◆ **YOUR INSTRUCTIONS**: Where the string "found" shows up in a line of the records, copy that line.

◆ **INFORMATION SHOWN**:
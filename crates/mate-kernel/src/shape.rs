//! Shape trait definitions
//!
//! Kernels expose their solids to the assembly engine through [`Shape`].
//! The engine never looks inside a shape: it only asks what kind of shape it
//! is and hands it rigid transforms.

use std::fmt;

use glam::{DAffine3, DVec3};
use serde::{Deserialize, Serialize};
use thiserror::Error;

/// Error type for kernel operations
#[derive(Debug, Clone, Error)]
pub enum KernelError {
    #[error("Invalid shape at index {index}: expected a solid, got {kind}")]
    InvalidShape { index: usize, kind: ShapeKind },

    #[error("Invalid shape at index {index}: handle has no usable geometry")]
    EmptyShape { index: usize },

    #[error("Degenerate rotation axis: {0}")]
    DegenerateAxis(DVec3),
}

/// Result type for kernel operations
pub type KernelResult<T> = Result<T, KernelError>;

/// Topological kind of a shape handle
#[derive(Debug, Clone, Copy, PartialEq, Eq, Hash, Serialize, Deserialize)]
pub enum ShapeKind {
    Solid,
    Compound,
    Shell,
    Face,
    Edge,
    Vertex,
}

impl ShapeKind {
    /// Whether shapes of this kind can be aggregated as solids
    pub fn is_solid_like(&self) -> bool {
        matches!(self, ShapeKind::Solid | ShapeKind::Compound)
    }

    /// Get display name
    pub fn display_name(&self) -> &'static str {
        match self {
            ShapeKind::Solid => "Solid",
            ShapeKind::Compound => "Compound",
            ShapeKind::Shell => "Shell",
            ShapeKind::Face => "Face",
            ShapeKind::Edge => "Edge",
            ShapeKind::Vertex => "Vertex",
        }
    }
}

impl fmt::Display for ShapeKind {
    fn fmt(&self, f: &mut fmt::Formatter<'_>) -> fmt::Result {
        f.write_str(self.display_name())
    }
}

/// An opaque geometry handle supplied by a kernel
///
/// Implementations must treat transforms as pure: the receiver is left
/// untouched and a moved copy is returned.
pub trait Shape: Clone + fmt::Debug {
    /// Topological kind of this handle
    fn kind(&self) -> ShapeKind;

    /// Whether the handle carries usable geometry
    fn is_valid(&self) -> bool {
        true
    }

    /// Apply an affine transform, returning the moved shape
    fn transformed(&self, transform: &DAffine3) -> Self;

    /// Translate by `delta`
    fn translated(&self, delta: DVec3) -> Self {
        self.transformed(&DAffine3::from_translation(delta))
    }

    /// Rotate by `angle` radians about the axis through `origin`
    ///
    /// The axis may have any non-zero length.
    fn rotated(&self, angle: f64, axis: DVec3, origin: DVec3) -> KernelResult<Self> {
        let axis = axis
            .try_normalize()
            .ok_or(KernelError::DegenerateAxis(axis))?;
        let rotation = DAffine3::from_translation(origin)
            * DAffine3::from_axis_angle(axis, angle)
            * DAffine3::from_translation(-origin);
        Ok(self.transformed(&rotation))
    }
}
//! Assembly graph
//!
//! Parts are linked master to slave by anchor constraints. The root part stays
//! where it was built; every other part is placed relative to its master when
//! the assembly is resolved.

mod constraint;
mod graph;
mod transforms;

use std::collections::HashMap;

use mate_kernel::KernelError;
use thiserror::Error;
use uuid::Uuid;

use crate::math::GeometryError;
use crate::part::{Part, PartError};

pub use constraint::{Constraint, Link};

/// Assembly-related errors
#[derive(Debug, Clone, Error)]
pub enum AssemblyError {
    #[error("Part not found: {0}")]
    UnknownPart(Uuid),

    #[error("Anchor '{anchor}' not found on part '{part}'")]
    UnknownAnchor { part: String, anchor: String },

    #[error("Part {0} is already constrained to a master")]
    AlreadyConstrained(Uuid),

    #[error("Root part {0} cannot be constrained")]
    RootConstrained(Uuid),

    #[error("Part {0} is part of a constraint cycle")]
    CyclicAssembly(Uuid),

    #[error("Part {0} is not connected to the root")]
    DisconnectedAssembly(Uuid),

    #[error(transparent)]
    Geometry(#[from] GeometryError),

    #[error(transparent)]
    Kernel(#[from] KernelError),
}

impl From<PartError> for AssemblyError {
    fn from(err: PartError) -> Self {
        match err {
            PartError::UnknownAnchor { part, anchor } => {
                AssemblyError::UnknownAnchor { part, anchor }
            }
            PartError::Geometry(e) => AssemblyError::Geometry(e),
        }
    }
}

/// Result type for assembly operations
pub type AssemblyResult<T> = Result<T, AssemblyError>;

/// Parts and the constraints between them
#[derive(Debug, Clone)]
pub struct Assembly<S> {
    pub name: String,
    root: Uuid,
    parts: HashMap<Uuid, Part<S>>,
    /// Part ids in registration order
    order: Vec<Uuid>,
    links: Vec<Link>,
    /// slave id -> index of its link
    master: HashMap<Uuid, usize>,
    /// master id -> indices of its links
    slaves: HashMap<Uuid, Vec<usize>>,
}

impl<S: mate_kernel::Shape> Assembly<S> {
    /// Create an assembly fixed on `root`
    pub fn new(name: impl Into<String>, root: Part<S>) -> Self {
        let root_id = root.id();
        Self {
            name: name.into(),
            root: root_id,
            parts: HashMap::from([(root_id, root)]),
            order: vec![root_id],
            links: Vec::new(),
            master: HashMap::new(),
            slaves: HashMap::new(),
        }
    }

    pub fn root(&self) -> &Part<S> {
        &self.parts[&self.root]
    }

    pub fn root_id(&self) -> Uuid {
        self.root
    }

    pub fn part(&self, id: Uuid) -> Option<&Part<S>> {
        self.parts.get(&id)
    }

    /// Parts in the order they were added
    pub fn parts(&self) -> impl Iterator<Item = &Part<S>> {
        self.order.iter().filter_map(|id| self.parts.get(id))
    }

    pub fn links(&self) -> &[Link] {
        &self.links
    }

    pub fn part_count(&self) -> usize {
        self.order.len()
    }

    pub fn link_count(&self) -> usize {
        self.links.len()
    }

    /// Id of the part `id` is constrained to
    pub fn master_of(&self, id: Uuid) -> Option<Uuid> {
        self.master.get(&id).map(|&index| self.links[index].master)
    }

    /// Ids of the parts constrained to `id`
    pub fn slaves_of(&self, id: Uuid) -> Vec<Uuid> {
        self.slaves
            .get(&id)
            .map(|indices| indices.iter().map(|&i| self.links[i].slave).collect())
            .unwrap_or_default()
    }
}
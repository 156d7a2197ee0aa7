//! Mate Core Data Structures
//!
//! This crate places rigid parts by mating named anchors instead of
//! spelling out transforms:
//! - Anchor: position + direction on a part
//! - Solver: transform that mates a slave anchor onto a master anchor
//! - Part: geometry handle with named anchors
//! - Assembly: graph of parts linked by anchor constraints

pub mod anchor;
pub mod assembly;
pub mod config;
pub mod math;
pub mod observer;
pub mod part;
pub mod solver;

pub use anchor::*;
pub use assembly::*;
pub use config::*;
pub use math::*;
pub use observer::*;
pub use part::*;
pub use solver::*;

pub use mate_kernel::{Compound, KernelError, MeshSolid, Shape, ShapeKind, compound};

◆ **SOLVED PROBLEM**:
    #[error("Part not found: {0}")]
    #[error("Anchor '{anchor}' not found on part '{part}'")]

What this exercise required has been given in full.